While liberal Gimps might consider it bad form for an author to toot his own horn like this (one can imagine what Ellsworth Toohey would say). I am sure the individualists. egoists, objectivists, libertarians and anarchists who make up the L.F.S. will applaud it as an act of rational self-interest and healthy self-esteem.

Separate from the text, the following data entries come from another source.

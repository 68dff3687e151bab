//! Email service for booking notifications and magic links.

use lettre::{
    AsyncFileTransport, AsyncSmtpTransport, AsyncTransport, Message, Tokio1Executor,
    message::{Mailbox, header::ContentType},
    transport::smtp::authentication::Credentials,
};
use std::path::Path;

use crate::{config::Config, errors::Error};

pub struct EmailService {
    transport: EmailTransport,
    from_email: String,
    from_name: String,
    dashboard_url: String,
}

enum EmailTransport {
    Smtp(AsyncSmtpTransport<Tokio1Executor>),
    File(AsyncFileTransport<Tokio1Executor>),
}

impl EmailService {
    pub fn new(config: &Config) -> Result<Self, Error> {
        let email_config = &config.email;

        let transport = match &email_config.transport {
            crate::config::EmailTransportConfig::Smtp {
                host,
                port,
                username,
                password,
                use_tls,
            } => {
                if !use_tls {
                    tracing::warn!("SMTP TLS is disabled - this is not recommended for production");
                }

                let smtp_builder = if *use_tls {
                    AsyncSmtpTransport::<Tokio1Executor>::starttls_relay(host)
                } else {
                    Ok(AsyncSmtpTransport::<Tokio1Executor>::builder_dangerous(host))
                }
                .map_err(|e| Error::Internal {
                    operation: format!("create SMTP transport: {e}"),
                })?
                .port(*port)
                .credentials(Credentials::new(username.clone(), password.clone()));

                EmailTransport::Smtp(smtp_builder.build())
            }
            crate::config::EmailTransportConfig::File { path } => {
                // File transport for development/testing
                let emails_dir = Path::new(path);
                if !emails_dir.exists() {
                    std::fs::create_dir_all(emails_dir).map_err(|e| Error::Internal {
                        operation: format!("create emails directory: {e}"),
                    })?;
                }
                EmailTransport::File(AsyncFileTransport::<Tokio1Executor>::new(emails_dir))
            }
        };

        Ok(Self {
            transport,
            from_email: email_config.from_email.clone(),
            from_name: email_config.from_name.clone(),
            dashboard_url: config.dashboard_url.clone(),
        })
    }

    /// Payment link sent to the guest once the gym accepts their request.
    pub async fn send_payment_link_email(
        &self,
        to_email: &str,
        to_name: Option<&str>,
        booking_reference: &str,
        gym_name: &str,
    ) -> Result<(), Error> {
        let payment_link = format!("{}/bookings/{}/pay", self.dashboard_url, booking_reference);
        let subject = format!("{gym_name} accepted your booking request");
        let body = self.payment_link_body(to_name, gym_name, booking_reference, &payment_link);
        self.send_email(to_email, to_name, &subject, &body).await
    }

    /// Decline notice sent to the guest.
    pub async fn send_declined_email(
        &self,
        to_email: &str,
        to_name: Option<&str>,
        gym_name: &str,
        reason: Option<&str>,
    ) -> Result<(), Error> {
        let subject = format!("Update on your booking request at {gym_name}");
        let body = self.declined_body(to_name, gym_name, reason);
        self.send_email(to_email, to_name, &subject, &body).await
    }

    /// New-request notice sent to the gym owner.
    pub async fn send_booking_request_email(
        &self,
        to_email: &str,
        to_name: Option<&str>,
        booking_reference: &str,
        gym_name: &str,
    ) -> Result<(), Error> {
        let dashboard_link = format!("{}/gym/bookings", self.dashboard_url);
        let subject = format!("New booking request for {gym_name}");
        let body = self.booking_request_body(to_name, gym_name, booking_reference, &dashboard_link);
        self.send_email(to_email, to_name, &subject, &body).await
    }

    /// Authorization-held notice sent to the gym owner.
    pub async fn send_payment_received_email(
        &self,
        to_email: &str,
        to_name: Option<&str>,
        booking_reference: &str,
        gym_name: &str,
    ) -> Result<(), Error> {
        let subject = format!("Payment authorized for booking {booking_reference}");
        let body = self.payment_received_body(to_name, gym_name, booking_reference);
        self.send_email(to_email, to_name, &subject, &body).await
    }

    /// Magic link granting booking access without an account.
    pub async fn send_access_link_email(&self, to_email: &str, booking_reference: &str, raw_token: &str) -> Result<(), Error> {
        let access_link = format!("{}/bookings/access/{}", self.dashboard_url, raw_token);
        let subject = "Your booking access link".to_string();
        let body = self.access_link_body(booking_reference, &access_link);
        self.send_email(to_email, None, &subject, &body).await
    }

    async fn send_email(&self, to_email: &str, to_name: Option<&str>, subject: &str, body: &str) -> Result<(), Error> {
        let from = format!("{} <{}>", self.from_name, self.from_email)
            .parse::<Mailbox>()
            .map_err(|e| Error::Internal {
                operation: format!("parse from email: {e}"),
            })?;

        let to = if let Some(name) = to_name {
            format!("{name} <{to_email}>")
        } else {
            to_email.to_string()
        }
        .parse::<Mailbox>()
        .map_err(|e| Error::Internal {
            operation: format!("parse to email: {e}"),
        })?;

        let message = Message::builder()
            .from(from)
            .to(to)
            .subject(subject)
            .header(ContentType::TEXT_HTML)
            .body(body.to_string())
            .map_err(|e| Error::Internal {
                operation: format!("build email message: {e}"),
            })?;

        match &self.transport {
            EmailTransport::Smtp(smtp) => {
                smtp.send(message).await.map_err(|e| Error::Internal {
                    operation: format!("send SMTP email: {e}"),
                })?;
            }
            EmailTransport::File(file) => {
                file.send(message).await.map_err(|e| Error::Internal {
                    operation: format!("send file email: {e}"),
                })?;
            }
        }

        Ok(())
    }

    fn greeting(to_name: Option<&str>) -> String {
        match to_name {
            Some(name) => format!("Hello {name},"),
            None => "Hello,".to_string(),
        }
    }

    fn payment_link_body(&self, to_name: Option<&str>, gym_name: &str, booking_reference: &str, payment_link: &str) -> String {
        let greeting = Self::greeting(to_name);
        format!(
            r#"<!DOCTYPE html>
<html>
<body>
    <p>{greeting}</p>
    <p>Good news: <strong>{gym_name}</strong> has accepted your booking request
    <strong>{booking_reference}</strong>.</p>
    <p>To secure your spot, complete your payment:</p>
    <p><a href="{payment_link}">Complete payment</a></p>
    <p>Or copy and paste this link into your browser:</p>
    <p>{payment_link}</p>
    <p>Your card is only charged once the camp confirms everything is ready.</p>
</body>
</html>"#
        )
    }

    fn declined_body(&self, to_name: Option<&str>, gym_name: &str, reason: Option<&str>) -> String {
        let greeting = Self::greeting(to_name);
        let reason_line = match reason {
            Some(reason) => format!("<p>Message from the camp: {reason}</p>"),
            None => String::new(),
        };
        format!(
            r#"<!DOCTYPE html>
<html>
<body>
    <p>{greeting}</p>
    <p>Unfortunately <strong>{gym_name}</strong> couldn't accept your booking request
    for the selected dates.</p>
    {reason_line}
    <p>No payment has been taken. We'd love to help you find another camp.</p>
</body>
</html>"#
        )
    }

    fn booking_request_body(&self, to_name: Option<&str>, gym_name: &str, booking_reference: &str, dashboard_link: &str) -> String {
        let greeting = Self::greeting(to_name);
        format!(
            r#"<!DOCTYPE html>
<html>
<body>
    <p>{greeting}</p>
    <p>You have a new booking request <strong>{booking_reference}</strong> for
    <strong>{gym_name}</strong>.</p>
    <p><a href="{dashboard_link}">Review and respond</a></p>
</body>
</html>"#
        )
    }

    fn payment_received_body(&self, to_name: Option<&str>, gym_name: &str, booking_reference: &str) -> String {
        let greeting = Self::greeting(to_name);
        format!(
            r#"<!DOCTYPE html>
<html>
<body>
    <p>{greeting}</p>
    <p>The guest's card has been authorized for booking
    <strong>{booking_reference}</strong> at <strong>{gym_name}</strong>.</p>
    <p>Funds are held and will be captured at settlement.</p>
</body>
</html>"#
        )
    }

    fn access_link_body(&self, booking_reference: &str, access_link: &str) -> String {
        format!(
            r#"<!DOCTYPE html>
<html>
<body>
    <p>Hello,</p>
    <p>Here is your access link for booking <strong>{booking_reference}</strong>:</p>
    <p><a href="{access_link}">View your booking</a></p>
    <p>Or copy and paste this link into your browser:</p>
    <p>{access_link}</p>
    <p>If you didn't request this link, you can safely ignore this email.</p>
</body>
</html>"#
        )
    }
}

#[cfg(test)]
mod tests {
    use super::*;
    use crate::test_utils::create_test_config;

    #[tokio::test]
    async fn test_email_service_creation() {
        let config = create_test_config();
        assert!(EmailService::new(&config).is_ok());
    }

    #[tokio::test]
    async fn test_payment_link_body_contains_link_and_reference() {
        let config = create_test_config();
        let service = EmailService::new(&config).unwrap();

        let body = service.payment_link_body(Some("Jo"), "Tiger Muay Thai", "BK-7XK", "https://example.com/bookings/BK-7XK/pay");

        assert!(body.contains("Hello Jo,"));
        assert!(body.contains("BK-7XK"));
        assert!(body.contains("https://example.com/bookings/BK-7XK/pay"));
    }

    #[tokio::test]
    async fn test_declined_body_with_and_without_reason() {
        let config = create_test_config();
        let service = EmailService::new(&config).unwrap();

        let with_reason = service.declined_body(None, "Tiger Muay Thai", Some("Fully booked that week"));
        assert!(with_reason.contains("Hello,"));
        assert!(with_reason.contains("Fully booked that week"));

        let without_reason = service.declined_body(None, "Tiger Muay Thai", None);
        assert!(!without_reason.contains("Message from the camp"));
    }

    #[tokio::test]
    async fn test_access_link_body_embeds_raw_token() {
        let config = create_test_config();
        let service = EmailService::new(&config).unwrap();

        let body = service.access_link_body("BK-7XK", "https://example.com/bookings/access/abc123");
        assert!(body.contains("https://example.com/bookings/access/abc123"));
    }
}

Besides, if I need a more altruistic motive I can always say I'm doing it for Bob Wilson's sake.
Robert Shea
Glencoe, Illinois
[Notes: This letter appeared in Volume 4, Number 3 of the LFS newsletter, Summer 1986. The "novels already chosen for the Hall of Fame" Shea mentions are "The Moon is a Harsh Misstress," Robert Heinlein; "Atlas Shrugged," Ayn Rand; "Nineteen Eighty-Four," George Orwell; "Fahrenheit 451," Ray Bradbury; "Trader to the Stars," Poul Anderson, and "The Great Explosion," Eric Frank Russell. I don't know what else was nominated that year. For more on the LFS and its awards, see this website.]